Jay Pather, a recent Major Award winner at the Brett Kebble Art Awards for his entry Kitchen, has been making performance work for non-traditional spaces, such as hotel bedrooms, restaurants, escalators, art galleries and shopping malls for the past couple of years. Although he is established and respected in the South African contemporary dance world as an academic, choreographer and director, Pather entered the mainstream visual art world relatively recently.
Collaboration is the key to Pather's oeuvre - through the development of script and performance frameworks with performers, or working closely with video, sound and installation artists, mall managers and curators to realise often ambitious projects. Traditional and classical forms, and how contemporary life dissects and reinterprets these forms are a major point of interest.
Often describing South African life as uniquely and truly postmodern, Pather sees the intersection and confluence of almost unimaginable possibilities of human interaction (for example a rural black matriarch meets surfer-skateboard-boy) as a source for his art.
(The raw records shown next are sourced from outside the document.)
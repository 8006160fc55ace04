//! 文件元数据存储操作
//!
//! 只登记元数据，字节内容由客户端直传外部 blob 存储。

use super::SeaOrmStorage;
use crate::entity::files::{ActiveModel, Column, Entity as Files};
use crate::errors::{AcademiaError, Result};
use crate::models::files::{entities::File, requests::RegisterFileRequest};
use sea_orm::{ActiveModelTrait, ColumnTrait, EntityTrait, QueryFilter, Set};
use uuid::Uuid;

impl SeaOrmStorage {
    /// 登记文件元数据，生成不透明 token
    pub async fn register_file_impl(&self, user_id: i64, req: RegisterFileRequest) -> Result<File> {
        let now = chrono::Utc::now().timestamp();
        let token = Uuid::new_v4().to_string();

        let model = ActiveModel {
            token: Set(token),
            name: Set(req.name),
            mime_type: Set(req.mime_type),
            size: Set(req.size),
            uploaded_by: Set(user_id),
            created_at: Set(now),
            ..Default::default()
        };

        let result = model
            .insert(&self.db)
            .await
            .map_err(|e| AcademiaError::database_operation(format!("登记文件失败: {e}")))?;

        Ok(result.into_file())
    }

    /// 通过 token 获取文件
    pub async fn get_file_by_token_impl(&self, token: &str) -> Result<Option<File>> {
        let result = Files::find()
            .filter(Column::Token.eq(token))
            .one(&self.db)
            .await
            .map_err(|e| AcademiaError::database_operation(format!("查询文件失败: {e}")))?;

        Ok(result.map(|m| m.into_file()))
    }
}
use actix_web::{HttpRequest, HttpResponse, Result as ActixResult};

use super::MessageService;
use crate::middlewares::RequireJWT;
use crate::models::{ApiResponse, ErrorCode};

/// 标记单条私信已读。只能标记发给自己的私信。
/// POST /messages/{id}/read
pub async fn mark_read(
    service: &MessageService,
    request: &HttpRequest,
    message_id: i64,
) -> ActixResult<HttpResponse> {
    let storage = service.get_storage(request);

    let Some(user_id) = RequireJWT::extract_user_id(request) else {
        return Ok(HttpResponse::Unauthorized().json(ApiResponse::error_empty(
            ErrorCode::Unauthorized,
            "未登录或登录已过期",
        )));
    };

    match storage.mark_message_read(user_id, message_id).await {
        Ok(true) => Ok(HttpResponse::Ok().json(ApiResponse::success_empty("已标记为已读"))),
        Ok(false) => Ok(HttpResponse::NotFound().json(ApiResponse::error_empty(
            ErrorCode::MessageNotFound,
            "私信不存在",
        ))),
        Err(e) => Ok(
            HttpResponse::InternalServerError().json(ApiResponse::error_empty(
                ErrorCode::InternalServerError,
                format!("标记已读失败: {e}"),
            )),
        ),
    }
}
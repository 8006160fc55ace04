//! 作业实体

use sea_orm::entity::prelude::*;

use crate::models::assignments::entities::Assignment;

#[derive(Clone, Debug, PartialEq, DeriveEntityModel)]
#[sea_orm(table_name = "assignments")]
pub struct Model {
    #[sea_orm(primary_key)]
    pub id: i64,
    pub title: String,
    #[sea_orm(column_type = "Text")]
    pub description: String,
    pub deadline: i64,
    pub subject_id: i64,
    pub teacher_id: i64,
    pub group_id: i64,
    /// JSON 数组，如 ["pdf","zip"]
    #[sea_orm(column_type = "Text")]
    pub allowed_formats: String,
    pub max_size_mb: i32,
    pub statement_file_id: Option<String>,
    pub created_at: i64,
    pub updated_at: i64,
}

#[derive(Copy, Clone, Debug, EnumIter, DeriveRelation)]
pub enum Relation {
    #[sea_orm(
        belongs_to = "super::subjects::Entity",
        from = "Column::SubjectId",
        to = "super::subjects::Column::Id"
    )]
    Subject,
    #[sea_orm(
        belongs_to = "super::users::Entity",
        from = "Column::TeacherId",
        to = "super::users::Column::Id"
    )]
    Teacher,
    #[sea_orm(
        belongs_to = "super::groups::Entity",
        from = "Column::GroupId",
        to = "super::groups::Column::Id"
    )]
    Group,
    #[sea_orm(has_many = "super::submissions::Entity")]
    Submissions,
}

impl Related<super::subjects::Entity> for Entity {
    fn to() -> RelationDef {
        Relation::Subject.def()
    }
}

impl Related<super::groups::Entity> for Entity {
    fn to() -> RelationDef {
        Relation::Group.def()
    }
}

impl Related<super::submissions::Entity> for Entity {
    fn to() -> RelationDef {
        Relation::Submissions.def()
    }
}

impl ActiveModelBehavior for ActiveModel {}

impl Model {
    pub fn into_assignment(self) -> Assignment {
        Assignment {
            id: self.id,
            title: self.title,
            description: self.description,
            deadline: super::ts_to_datetime(self.deadline),
            subject_id: self.subject_id,
            teacher_id: self.teacher_id,
            group_id: self.group_id,
            allowed_formats: serde_json::from_str(&self.allowed_formats).unwrap_or_default(),
            max_size_mb: self.max_size_mb,
            statement_file_id: self.statement_file_id,
            created_at: super::ts_to_datetime(self.created_at),
            updated_at: super::ts_to_datetime(self.updated_at),
        }
    }
}
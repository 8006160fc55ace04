pub mod login;
pub mod logout;
pub mod profile;
pub mod token;

use actix_web::{HttpRequest, HttpResponse, Result as ActixResult};
use std::sync::Arc;

use crate::cache::ObjectCache;
use crate::storage::Storage;

pub struct AuthService {
    storage: Option<Arc<dyn Storage>>,
}

impl AuthService {
    pub fn new_lazy() -> Self {
        Self { storage: None }
    }

    pub(crate) fn get_storage(&self, request: &HttpRequest) -> Arc<dyn Storage> {
        if let Some(storage) = &self.storage {
            storage.clone()
        } else {
            request
                .app_data::<actix_web::web::Data<Arc<dyn Storage>>>()
                .expect("Storage not found in app data")
                .get_ref()
                .clone()
        }
    }

    pub(crate) fn get_cache(&self, request: &HttpRequest) -> Arc<dyn ObjectCache> {
        request
            .app_data::<actix_web::web::Data<Arc<dyn ObjectCache>>>()
            .expect("Cache not found in app data")
            .get_ref()
            .clone()
    }

    // 登录验证
    pub async fn login(
        &self,
        login_request: crate::models::auth::requests::LoginRequest,
        request: &HttpRequest,
    ) -> ActixResult<HttpResponse> {
        login::handle_login(self, login_request, request).await
    }

    // 刷新令牌
    pub async fn refresh_token(&self, request: &HttpRequest) -> ActixResult<HttpResponse> {
        token::handle_refresh_token(self, request).await
    }

    // 注销
    pub async fn logout(&self, request: &HttpRequest) -> ActixResult<HttpResponse> {
        logout::handle_logout(self, request).await
    }

    // 当前用户信息
    pub async fn profile(&self, request: &HttpRequest) -> ActixResult<HttpResponse> {
        profile::handle_profile(self, request).await
    }
}
use serde::{Deserialize, Serialize};
use ts_rs::TS;

/// 学生分组（一个分组属于一个年级/批次）
#[derive(Debug, Clone, Serialize, Deserialize, TS)]
#[ts(export, export_to = "group.ts")]
pub struct Group {
    pub id: i64,
    pub name: String,
    pub promotion: String,
    pub created_at: chrono::DateTime<chrono::Utc>,
}
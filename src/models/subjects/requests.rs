use serde::Deserialize;
use ts_rs::TS;

/// 创建科目请求
#[derive(Debug, Deserialize, TS)]
#[ts(export, export_to = "subject.ts")]
pub struct CreateSubjectRequest {
    pub name: String,
    pub code: String,
    pub coefficient: Option<f64>,
}

/// 更新科目请求
#[derive(Debug, Deserialize, TS)]
#[ts(export, export_to = "subject.ts")]
pub struct UpdateSubjectRequest {
    pub name: Option<String>,
    pub code: Option<String>,
    pub coefficient: Option<f64>,
}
Using choreographic conventions to disrupt and subvert these 'intimate' encounters, his work brings to the foreground slippery notions such as nationhood, love and violence.
Pather engages multimedia to create a sophisticated layering of the postmodern experience. His work offers different and multiple points of entry, creating a dreamlike state that invites the viewer in, allowing 'sense' to be made however he or she needs. Using a semblance of narrative, that is then eschewed and subverted, also provides access points to a non-theatre/gallery-going audience. However, once this seduction is accomplished, the proverbial rug is pulled, disrupting expected, logical conclusions.
The built environment and urban politics is another point of reference, and Pather compiled a substantial body of work that interrogates and celebrates architecture and 'genus loci', the intangible qualities (or spirit) of 'place'. The site-specific nature of his work also developed from an interest in finding an audience that might not have encountered contemporary performance before.
He places work in populated spaces, creating a synergy between its architectural form, the movement of pedestrians and the patterns and habits of its inhabitants. These contribute equally to the content and form of the work. The final product is shown in full-scale 'theatre' proportions, with stage sound, lighting and costume.
Moving into gallery and museum spaces was prompted by the limitations of the black box, and coincidentally at a time when traditional display institutions were becoming more eager to invite 'breathing' art into their hallowed spaces.
'I am as interested in performance as I am in psychology and the manifestations of the psyche on the human body and one's physical environment. I cut my teeth making work that emerged from the personal made political, and though I have tried working purely with form for the sake of its own vitality, in both a visual sense and within the moving body, I always seem to creep back to locating why things are and not just that they are.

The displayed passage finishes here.